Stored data

*** Begin section ***

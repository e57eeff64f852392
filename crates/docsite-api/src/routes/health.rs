//! Health check endpoint.

use axum::Json;
use serde::Serialize;

/// Health check response.
#[derive(Debug, Clone, Serialize)]
pub struct HealthResponse {
    status: &'static str,
    service: &'static str,
    version: &'static str,
}

/// Liveness probe. Does not touch upstreams.
pub async fn health_check() -> Json<HealthResponse> {
    Json(HealthResponse {
        status: "ok",
        service: "docsite-api",
        version: env!("CARGO_PKG_VERSION"),
    })
}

*** End section ***

## YOUR GOAL
Write the data out in full, matching every line exactly.

## WRITTEN ANSWER
repository e57eeff64f852392
filename crates/docsite-api/src/routes/health.rs
//! Health check endpoint.

use axum::Json;
use serde::Serialize;

/// Health check response.
#[derive(Debug, Clone, Serialize)]
pub struct HealthResponse {
    status: &'static str,
    service: &'static str,
    version: &'static str,
}

/// Liveness probe. Does not touch upstreams.
pub async fn health_check() -> Json<HealthResponse> {
    Json(HealthResponse {
        status: "ok",
        service: "docsite-api",
        version: env!("CARGO_PKG_VERSION"),
    })
}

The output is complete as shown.